**Records for this task**
____________

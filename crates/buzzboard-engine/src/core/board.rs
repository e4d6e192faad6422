use std::collections::{BTreeMap, BTreeSet};

use serde::Serialize;

use crate::core::{ladder::ValueLadder, record::ClueRecord};

/// Address of one cell on the board: a category column and a ladder value.
#[derive(Debug, Clone, Copy, PartialEq, Eq, Hash, PartialOrd, Ord, Serialize)]
pub struct CellRef {
    pub category: usize,
    pub value: u32,
}

impl CellRef {
    #[must_use]
    pub const fn new(category: usize, value: u32) -> Self {
        Self { category, value }
    }
}

/// One column of the board.
///
/// Holds exactly one clue per ladder value and the set of values that have
/// already been played.
#[derive(Debug, Clone, Serialize)]
pub struct BoardCategory {
    name: String,
    cells: BTreeMap<u32, ClueRecord>,
    used: BTreeSet<u32>,
}

impl BoardCategory {
    pub(crate) fn new(name: String, cells: BTreeMap<u32, ClueRecord>) -> Self {
        Self {
            name,
            cells,
            used: BTreeSet::new(),
        }
    }

    /// Display name (first-seen spelling in the dataset).
    #[must_use]
    pub fn name(&self) -> &str {
        &self.name
    }

    #[must_use]
    pub fn clue(&self, value: u32) -> Option<&ClueRecord> {
        self.cells.get(&value)
    }

    #[must_use]
    pub fn is_used(&self, value: u32) -> bool {
        self.used.contains(&value)
    }

    /// Cells in ascending value order.
    pub fn cells(&self) -> impl Iterator<Item = (u32, &ClueRecord)> + '_ {
        self.cells.iter().map(|(value, clue)| (*value, clue))
    }
}

/// A generated board: categories in display order times the value ladder.
///
/// The number of cells is fixed at creation. Played cells are recorded in a
/// monotonically growing used set and can never be opened again.
#[derive(Debug, Clone, Serialize)]
pub struct Board {
    categories: Vec<BoardCategory>,
    ladder: ValueLadder,
    total_cells: usize,
    used_count: usize,
}

impl Board {
    pub(crate) fn new(categories: Vec<BoardCategory>, ladder: ValueLadder) -> Self {
        debug_assert!(
            categories
                .iter()
                .all(|category| ladder.iter().all(|value| category.clue(value).is_some()))
        );
        let total_cells = categories.len() * ladder.len();
        Self {
            categories,
            ladder,
            total_cells,
            used_count: 0,
        }
    }

    #[must_use]
    pub fn categories(&self) -> &[BoardCategory] {
        &self.categories
    }

    #[must_use]
    pub fn ladder(&self) -> &ValueLadder {
        &self.ladder
    }

    #[must_use]
    pub fn total_cells(&self) -> usize {
        self.total_cells
    }

    #[must_use]
    pub fn used_count(&self) -> usize {
        self.used_count
    }

    #[must_use]
    pub fn remaining(&self) -> usize {
        self.total_cells - self.used_count
    }

    #[must_use]
    pub fn is_exhausted(&self) -> bool {
        self.used_count >= self.total_cells
    }

    #[must_use]
    pub fn category(&self, cell: CellRef) -> Option<&BoardCategory> {
        self.categories.get(cell.category)
    }

    #[must_use]
    pub fn clue(&self, cell: CellRef) -> Option<&ClueRecord> {
        self.category(cell)?.clue(cell.value)
    }

    #[must_use]
    pub fn is_used(&self, cell: CellRef) -> bool {
        self.category(cell)
            .is_some_and(|category| category.is_used(cell.value))
    }

    /// Marks a cell as played.
    ///
    /// Returns `false` if the cell does not exist or was already used.
    pub(crate) fn mark_used(&mut self, cell: CellRef) -> bool {
        let Some(category) = self.categories.get_mut(cell.category) else {
            return false;
        };
        if !category.cells.contains_key(&cell.value) || !category.used.insert(cell.value) {
            return false;
        }
        self.used_count += 1;
        true
    }

    /// Cells that have not been played yet, row by row.
    pub fn open_cells(&self) -> impl Iterator<Item = CellRef> + '_ {
        self.ladder.iter().flat_map(move |value| {
            self.categories
                .iter()
                .enumerate()
                .filter(move |(_, category)| !category.is_used(value))
                .map(move |(index, _)| CellRef::new(index, value))
        })
    }
}
use buzzboard_engine::{ClueRecord, InvalidClueError, Round};

/// Parses a clue value from its digits only (`"$1,000"` is 1000).
///
/// Returns 0 when there are no digits or the value does not fit.
#[must_use]
pub fn parse_value(raw: &str) -> u32 {
    let digits = raw
        .chars()
        .filter(char::is_ascii_digit)
        .collect::<String>();
    digits.parse().unwrap_or(0)
}

/// Parses a round label; a blank label means the first round.
#[must_use]
pub fn parse_round(raw: &str) -> Round {
    let raw = raw.trim();
    if raw.is_empty() {
        Round::First
    } else {
        Round::from_label(raw)
    }
}

/// A row as read from a dataset, before validation.
#[derive(Debug, Clone, Default)]
pub(crate) struct RawClue {
    pub(crate) id: Option<String>,
    pub(crate) round: String,
    pub(crate) category: String,
    pub(crate) value: u32,
    pub(crate) clue: String,
    pub(crate) response: String,
    pub(crate) tags: Vec<String>,
}

impl RawClue {
    /// Validates the row; `n` numbers rows that carry no id.
    pub(crate) fn into_record(self, n: usize) -> Result<ClueRecord, InvalidClueError> {
        let id = self
            .id
            .map(|id| id.trim().to_owned())
            .filter(|id| !id.is_empty())
            .unwrap_or_else(|| format!("row-{n}"));
        let record = ClueRecord::new(
            id,
            parse_round(&self.round),
            &self.category,
            self.value,
            &self.clue,
            &self.response,
        )?;
        Ok(record.with_tags(self.tags))
    }
}

/// Splits a `|`-separated tag list.
pub(crate) fn split_tags(raw: &str) -> Vec<String> {
    raw.split('|')
        .map(str::trim)
        .filter(|tag| !tag.is_empty())
        .map(str::to_owned)
        .collect()
}

#[cfg(test)]
mod tests {
    use super::*;

    #[test]
    fn test_parse_value() {
        assert_eq!(parse_value("$1,200"), 1200);
        assert_eq!(parse_value("400"), 400);
        assert_eq!(parse_value("None"), 0);
        assert_eq!(parse_value(""), 0);
        assert_eq!(parse_value("99999999999999"), 0);
    }

    #[test]
    fn test_parse_round() {
        assert_eq!(parse_round(""), Round::First);
        assert_eq!(parse_round(" 2 "), Round::Second);
        assert_eq!(parse_round("Final Jeopardy"), Round::Final);
        assert_eq!(parse_round("tiebreaker"), Round::Unknown);
    }

    #[test]
    fn test_blank_id_gets_row_number() {
        let raw = RawClue {
            id: Some("   ".to_owned()),
            clue: "clue".to_owned(),
            response: "response".to_owned(),
            ..RawClue::default()
        };
        assert_eq!(raw.into_record(7).unwrap().id(), "row-7");
    }

    #[test]
    fn test_split_tags() {
        assert_eq!(split_tags(" a | b||c "), ["a", "b", "c"]);
        assert!(split_tags("").is_empty());
    }
}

____________

In the material above, find each line that has the string "Returns" and return it.

**Solution for this task**
    /// Returns `false` if the cell does not exist or was already used.
/// Returns 0 when there are no digits or the value does not fit.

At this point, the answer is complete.